==== SUPPLIED RECORDS ====

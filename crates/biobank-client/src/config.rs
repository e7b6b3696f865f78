//! Client configuration from environment variables.

use std::env;
use std::time::Duration;

pub const DEFAULT_URL: &str = "http://localhost:9000/api";
pub const DEFAULT_TIMEOUT_SECS: u64 = 30;

/// Client configuration.
#[derive(Debug, Clone, PartialEq, Eq)]
pub struct ClientConfig {
    /// Base URL every relative request path is joined onto.
    pub base_url: String,
    /// Bearer token sent with every request.
    pub token: Option<String>,
    /// Per-request timeout.
    pub timeout: Duration,
    /// Log level (trace, debug, info, warn, error).
    pub log_level: String,
}

impl Default for ClientConfig {
    fn default() -> Self {
        Self {
            base_url: DEFAULT_URL.to_string(),
            token: None,
            timeout: Duration::from_secs(DEFAULT_TIMEOUT_SECS),
            log_level: "info".to_string(),
        }
    }
}

impl ClientConfig {
    /// Load configuration from environment variables.
    ///
    /// Optional:
    /// - `BIOBANK_URL`: Backend base URL (default: http://localhost:9000/api)
    /// - `BIOBANK_TOKEN`: Bearer token
    /// - `BIOBANK_TIMEOUT_SECS`: Request timeout in seconds (default: 30)
    /// - `LOG_LEVEL`: Logging level (default: "info")
    pub fn from_env() -> Result<Self, ConfigError> {
        Self::from_lookup(|name| env::var(name).ok())
    }

    /// Like [`ClientConfig::from_env`], reading variables through `lookup`.
    pub fn from_lookup<F>(lookup: F) -> Result<Self, ConfigError>
    where
        F: Fn(&str) -> Option<String>,
    {
        let defaults = Self::default();

        let base_url = match lookup("BIOBANK_URL") {
            Some(url) if url.starts_with("http://") || url.starts_with("https://") => url,
            Some(url) => {
                return Err(ConfigError::InvalidValue {
                    name: "BIOBANK_URL".to_string(),
                    reason: format!("not an http(s) url: {url}"),
                });
            }
            None => defaults.base_url,
        };

        let token = lookup("BIOBANK_TOKEN").filter(|t| !t.is_empty());

        let timeout = match lookup("BIOBANK_TIMEOUT_SECS") {
            Some(raw) => match raw.parse::<u64>() {
                Ok(secs) if secs > 0 => Duration::from_secs(secs),
                _ => {
                    return Err(ConfigError::InvalidValue {
                        name: "BIOBANK_TIMEOUT_SECS".to_string(),
                        reason: format!("expected a positive integer, got {raw:?}"),
                    });
                }
            },
            None => defaults.timeout,
        };

        let log_level = lookup("LOG_LEVEL").unwrap_or(defaults.log_level);

        Ok(Self {
            base_url,
            token,
            timeout,
            log_level,
        })
    }

    #[must_use]
    pub fn with_base_url(mut self, base_url: impl Into<String>) -> Self {
        self.base_url = base_url.into();
        self
    }

    #[must_use]
    pub fn with_token(mut self, token: Option<String>) -> Self {
        self.token = token;
        self
    }
}

/// Configuration errors.
#[derive(Debug, thiserror::Error)]
pub enum ConfigError {
    /// Invalid environment variable value.
    #[error("invalid value for environment variable {name}: {reason}")]
    InvalidValue { name: String, reason: String },
}
//! Collection event types: the per-study definition of a visit, including
//! the annotation types its events carry.

use std::sync::Arc;

use serde::Deserialize;
use serde_json::Value;

use crate::annotation_type::AnnotationType;
use crate::error::{DomainResult, Result};
use crate::holder::AnnotationTypes;
use crate::rest::{self, RestClient};
use crate::schema::{FieldSpec, FieldType, Schema};
use crate::versioned::{RecordPayload, VersionedRecord};

use super::decode;

pub const BASE_PATH: &str = "studies/cetypes";

#[derive(Debug, Clone, PartialEq, Deserialize)]
#[serde(rename_all = "camelCase")]
pub struct CollectionEventType {
    pub study_id: String,
    pub name: String,
    #[serde(default)]
    pub description: Option<String>,
    pub recurring: bool,
    #[serde(skip)]
    annotation_types: Vec<Arc<AnnotationType>>,
}

impl CollectionEventType {
    pub fn annotation_type_list(&self) -> &[Arc<AnnotationType>] {
        &self.annotation_types
    }

    /// The annotation types events of this type are built with.
    pub fn annotation_types(&self) -> AnnotationTypes {
        AnnotationTypes::from_shared(self.annotation_types.clone())
    }
}

impl RecordPayload for CollectionEventType {
    fn schema() -> Schema {
        Schema::new("collectionEventType")
            .field(FieldSpec::required("studyId", FieldType::String))
            .field(FieldSpec::required("name", FieldType::String))
            .field(FieldSpec::optional("description", FieldType::String))
            .field(FieldSpec::required("recurring", FieldType::Boolean))
            .field(FieldSpec::optional(
                "annotationTypes",
                FieldType::array_of(FieldType::reference("annotationType")),
            ))
    }

    fn additional_schemas() -> Vec<Schema> {
        vec![AnnotationType::schema()]
    }

    fn from_json(value: &Value, _types: &AnnotationTypes) -> DomainResult<Self> {
        let mut event_type: Self = decode(value)?;
        event_type.annotation_types = value["annotationTypes"]
            .as_array()
            .map(|types| {
                types
                    .iter()
                    .map(|t| AnnotationType::create(t).map(Arc::new))
                    .collect::<DomainResult<Vec<_>>>()
            })
            .transpose()?
            .unwrap_or_default();
        Ok(event_type)
    }
}

impl VersionedRecord<CollectionEventType> {
    pub async fn get<R: RestClient>(rest: &R, id: &str) -> Result<Self> {
        Self::fetch(rest, &rest::path([BASE_PATH, id]), &AnnotationTypes::none()).await
    }
}
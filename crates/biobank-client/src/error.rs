//! Client construction errors.

use crate::config::ConfigError;

/// Result type alias for client setup.
pub type ClientResult<T> = Result<T, ClientError>;

#[derive(Debug, thiserror::Error)]
pub enum ClientError {
    /// Configuration could not be loaded.
    #[error(transparent)]
    Config(#[from] ConfigError),

    /// The bearer token contains characters not allowed in a header.
    #[error("invalid token value: {0}")]
    InvalidToken(String),

    /// The base URL cannot be used to build request URLs.
    #[error("invalid base url {url}: {reason}")]
    InvalidUrl { url: String, reason: String },

    /// The underlying HTTP client could not be built.
    #[error("failed to build HTTP client: {0}")]
    Build(#[from] reqwest::Error),
}
//! Collection events: one participant visit, typed by a
//! [`CollectionEventType`](super::CollectionEventType).

use chrono::{DateTime, SecondsFormat, Utc};
use serde::Deserialize;
use serde_json::{Value, json};

use crate::annotation::{Annotation, AnnotationRecord};
use crate::error::{DomainError, DomainResult, Result};
use crate::holder::{AnnotationHolder, AnnotationSet, AnnotationTypes};
use crate::rest::{self, RestClient};
use crate::schema::{FieldSpec, FieldType, Schema};
use crate::versioned::{RecordPayload, VersionedRecord};

use super::{CollectionEventType, annotations_field, decode};

pub const BASE_PATH: &str = "participants/cevents";

#[derive(Debug, Clone, PartialEq, Deserialize)]
#[serde(rename_all = "camelCase")]
pub struct CollectionEvent {
    pub participant_id: String,
    pub collection_event_type_id: String,
    pub visit_number: u32,
    pub time_completed: DateTime<Utc>,
    #[serde(skip)]
    annotations: AnnotationSet,
}

fn check_visit_number(visit_number: u32) -> DomainResult<()> {
    if visit_number < 1 {
        return Err(DomainError::InvalidValue {
            field: "visitNumber".into(),
            reason: format!("must be 1 or greater: {visit_number}"),
        });
    }
    Ok(())
}

impl RecordPayload for CollectionEvent {
    fn schema() -> Schema {
        Schema::new("collectionEvent")
            .field(FieldSpec::required("participantId", FieldType::String))
            .field(FieldSpec::required("collectionEventTypeId", FieldType::String))
            .field(FieldSpec::required("visitNumber", FieldType::Integer))
            .field(FieldSpec::required("timeCompleted", FieldType::Timestamp))
            .field(annotations_field())
    }

    fn additional_schemas() -> Vec<Schema> {
        AnnotationRecord::schemas()
    }

    fn from_json(value: &Value, types: &AnnotationTypes) -> DomainResult<Self> {
        let mut event: Self = decode(value)?;
        check_visit_number(event.visit_number)?;
        event.annotations = AnnotationSet::from_json(value, types)?;
        Ok(event)
    }

    fn context(&self) -> AnnotationTypes {
        self.annotations.types().clone()
    }
}

impl AnnotationHolder for CollectionEvent {
    fn annotation_set(&self) -> &AnnotationSet {
        &self.annotations
    }

    fn annotation_set_mut(&mut self) -> &mut AnnotationSet {
        &mut self.annotations
    }
}

impl VersionedRecord<CollectionEvent> {
    /// `types` are the annotation types of the event's collection event type.
    pub async fn get<R: RestClient>(rest: &R, id: &str, types: &AnnotationTypes) -> Result<Self> {
        Self::fetch(rest, &rest::path([BASE_PATH, id]), types).await
    }

    /// Fetches an event together with its type, building the event's
    /// annotations from the type's annotation types.
    pub async fn get_with_type<R: RestClient>(
        rest: &R,
        id: &str,
    ) -> Result<(Self, VersionedRecord<CollectionEventType>)> {
        let raw = rest.get(&rest::path([BASE_PATH, id]), &[]).await?;
        let event_type_id = raw
            .get("collectionEventTypeId")
            .and_then(Value::as_str)
            .ok_or_else(|| {
                DomainError::Validation("Missing required property: /collectionEventTypeId".into())
            })?;
        let event_type = VersionedRecord::<CollectionEventType>::get(rest, event_type_id).await?;
        let event = Self::create(&raw, &event_type.entity.annotation_types())?;
        Ok((event, event_type))
    }

    /// Records a new visit for `participant_id`.
    pub async fn add_for_participant<R: RestClient>(
        rest: &R,
        participant_id: &str,
        collection_event_type_id: &str,
        visit_number: u32,
        time_completed: DateTime<Utc>,
        types: &AnnotationTypes,
    ) -> Result<Self> {
        check_visit_number(visit_number)?;
        let fields = json!({
            "participantId": participant_id,
            "collectionEventTypeId": collection_event_type_id,
            "visitNumber": visit_number,
            "timeCompleted": time_completed.to_rfc3339_opts(SecondsFormat::Secs, true),
            "annotations": [],
        });
        Self::add(rest, &rest::path([BASE_PATH, participant_id]), fields, types).await
    }

    pub async fn update_visit_number<R: RestClient>(&self, rest: &R, visit_number: u32) -> Result<Self> {
        check_visit_number(visit_number)?;
        let path = rest::path([BASE_PATH, self.persisted_id()?, "visitNumber"]);
        self.update(rest, &path, json!({ "visitNumber": visit_number })).await
    }

    pub async fn update_time_completed<R: RestClient>(
        &self,
        rest: &R,
        time_completed: DateTime<Utc>,
    ) -> Result<Self> {
        let path = rest::path([BASE_PATH, self.persisted_id()?, "timeCompleted"]);
        let fields = json!({
            "timeCompleted": time_completed.to_rfc3339_opts(SecondsFormat::Secs, true)
        });
        self.update(rest, &path, fields).await
    }

    pub async fn add_annotation<R: RestClient>(&self, rest: &R, annotation: &Annotation) -> Result<Self> {
        super::add_annotation(self, rest, BASE_PATH, annotation).await
    }

    pub async fn remove_annotation<R: RestClient>(&self, rest: &R, annotation_type_id: &str) -> Result<Self> {
        if self.annotation(annotation_type_id).is_none() {
            return Err(DomainError::UnknownAnnotationType(annotation_type_id.to_string()).into());
        }
        super::remove_annotation(self, rest, BASE_PATH, annotation_type_id).await
    }
}

#[cfg(test)]
mod tests {
    use super::*;
    use crate::annotation_type::{AnnotationType, AnnotationValueType};
    use crate::error::Error;
    use crate::testing::{Factory, FakeRestClient, Method};
    use chrono::TimeZone;

    fn select_types(factory: &mut Factory) -> AnnotationTypes {
        let mut select = factory.annotation_type(AnnotationValueType::Select);
        select["maxValueCount"] = 2.into();
        select["options"] = json!(["A", "B", "C"]);
        AnnotationTypes::new([AnnotationType::create(&select).unwrap()]).with_default_required(false)
    }

    fn build_event(factory: &mut Factory, types: &AnnotationTypes) -> (Value, VersionedRecord<CollectionEvent>) {
        let value = factory.collection_event("participant-1", "cet-1");
        let record = VersionedRecord::create(&value, types).unwrap();
        (value, record)
    }

    #[test]
    fn zero_visit_number_rejected_on_construction() {
        let mut factory = Factory::new();
        let mut value = factory.collection_event("p", "t");
        value["visitNumber"] = 0.into();

        let err = VersionedRecord::<CollectionEvent>::create(&value, &AnnotationTypes::none()).unwrap_err();
        assert!(matches!(err, DomainError::InvalidValue { field, .. } if field == "visitNumber"));
    }

    #[tokio::test]
    async fn update_visit_number() {
        let mut factory = Factory::new();
        let types = AnnotationTypes::none();
        let (value, event) = build_event(&mut factory, &types);
        let rest = FakeRestClient::new();

        assert!(event.update_visit_number(&rest, 0).await.is_err());
        assert!(rest.requests().is_empty());

        let mut reply = value.clone();
        reply["visitNumber"] = 4.into();
        reply["version"] = 1.into();
        rest.reply(reply);

        let updated = event.update_visit_number(&rest, 4).await.unwrap();
        assert_eq!(updated.entity.visit_number, 4);
        assert_eq!(
            rest.last_request().unwrap().body,
            Some(json!({ "visitNumber": 4, "id": value["id"], "expectedVersion": 0 }))
        );
    }

    #[tokio::test]
    async fn update_time_completed_sends_utc_timestamp() {
        let mut factory = Factory::new();
        let types = AnnotationTypes::none();
        let (value, event) = build_event(&mut factory, &types);
        let rest = FakeRestClient::new();
        let when = Utc.with_ymd_and_hms(2024, 5, 6, 7, 8, 9).unwrap();

        let mut reply = value.clone();
        reply["timeCompleted"] = "2024-05-06T07:08:09Z".into();
        rest.reply(reply);

        let updated = event.update_time_completed(&rest, when).await.unwrap();
        assert_eq!(updated.entity.time_completed, when);
        assert_eq!(
            rest.last_request().unwrap().body.unwrap()["timeCompleted"],
            "2024-05-06T07:08:09Z"
        );
    }

    #[tokio::test]
    async fn multiple_select_annotation_serialises_in_option_order() {
        let mut factory = Factory::new();
        let types = select_types(&mut factory);
        let (value, mut event) = build_event(&mut factory, &types);
        let type_id = types.iter().next().unwrap().id().to_string();

        let annotation = event.annotation_mut(&type_id).unwrap();
        annotation.set_checked("C", true).unwrap();
        annotation.set_checked("A", true).unwrap();

        let mut reply = value.clone();
        reply["annotations"] = json!([{
            "annotationTypeId": type_id,
            "selectedValues": [
                { "annotationTypeId": type_id, "value": "A" },
                { "annotationTypeId": type_id, "value": "C" }
            ]
        }]);
        let rest = FakeRestClient::new();
        rest.reply(reply);

        let annotation = event.annotation(&type_id).unwrap().clone();
        let updated = event.add_annotation(&rest, &annotation).await.unwrap();
        assert_eq!(updated.annotation(&type_id).unwrap().get_value().unwrap(), "A, C");

        let request = rest.last_request().unwrap();
        assert_eq!(request.path, format!("participants/cevents/{}/annot", value["id"].as_str().unwrap()));
        let values: Vec<&str> = request.body.as_ref().unwrap()["selectedValues"]
            .as_array()
            .unwrap()
            .iter()
            .map(|v| v["value"].as_str().unwrap())
            .collect();
        assert_eq!(values, ["A", "C"]);
    }

    #[tokio::test]
    async fn remove_annotation_puts_type_and_version_in_path() {
        let mut factory = Factory::new();
        let types = select_types(&mut factory);
        let (value, event) = build_event(&mut factory, &types);
        let type_id = types.iter().next().unwrap().id().to_string();
        let rest = FakeRestClient::new();

        let err = event.remove_annotation(&rest, "nope").await.unwrap_err();
        assert_eq!(err, Error::from(DomainError::UnknownAnnotationType("nope".into())));

        rest.reply(value.clone());
        event.remove_annotation(&rest, &type_id).await.unwrap();

        let request = rest.last_request().unwrap();
        assert_eq!(request.method, Method::Delete);
        assert_eq!(
            request.path,
            format!("participants/cevents/{}/annot/{type_id}/0", value["id"].as_str().unwrap())
        );
    }

    #[tokio::test]
    async fn add_for_participant_posts_new_event() {
        let mut factory = Factory::new();
        let value = factory.collection_event("participant-9", "cet-1");
        let rest = FakeRestClient::new();
        rest.reply(value);

        let when = Utc.with_ymd_and_hms(2024, 1, 1, 0, 0, 0).unwrap();
        let event = VersionedRecord::<CollectionEvent>::add_for_participant(
            &rest,
            "participant-9",
            "cet-1",
            1,
            when,
            &AnnotationTypes::none(),
        )
        .await
        .unwrap();

        assert_eq!(event.entity.participant_id, "participant-9");
        let request = rest.last_request().unwrap();
        assert_eq!(request.method, Method::Post);
        assert_eq!(request.path, "participants/cevents/participant-9");
    }

    #[tokio::test]
    async fn get_with_type_binds_annotations() {
        let mut factory = Factory::new();
        let mut text = factory.annotation_type(AnnotationValueType::Text);
        text["required"] = true.into();
        let type_id = text["id"].as_str().unwrap().to_string();
        let event_type = factory.collection_event_type(&[text]);
        let event_type_id = event_type["id"].as_str().unwrap().to_string();

        let mut event = factory.collection_event("participant-1", &event_type_id);
        event["annotations"] = json!([
            { "annotationTypeId": type_id, "stringValue": "fasting", "selectedValues": [] }
        ]);
        let event_id = event["id"].as_str().unwrap().to_string();

        let rest = FakeRestClient::new();
        rest.reply(event);
        rest.reply(event_type);

        let (event, event_type) = VersionedRecord::<CollectionEvent>::get_with_type(&rest, &event_id)
            .await
            .unwrap();
        assert_eq!(event_type.id.as_deref(), Some(event_type_id.as_str()));
        assert_eq!(event.annotation(&type_id).unwrap().get_value().unwrap(), "fasting");
        assert!(event.annotations_valid());

        let paths: Vec<String> = rest.requests().into_iter().map(|r| r.path).collect();
        assert_eq!(
            paths,
            [format!("participants/cevents/{event_id}"), format!("studies/cetypes/{event_type_id}")]
        );
    }
}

====

» WORK TO COMPLETE: Using the entries above, give the number of lines that include "variables", with no added words.

» RESPONSE TO THE TASK: 3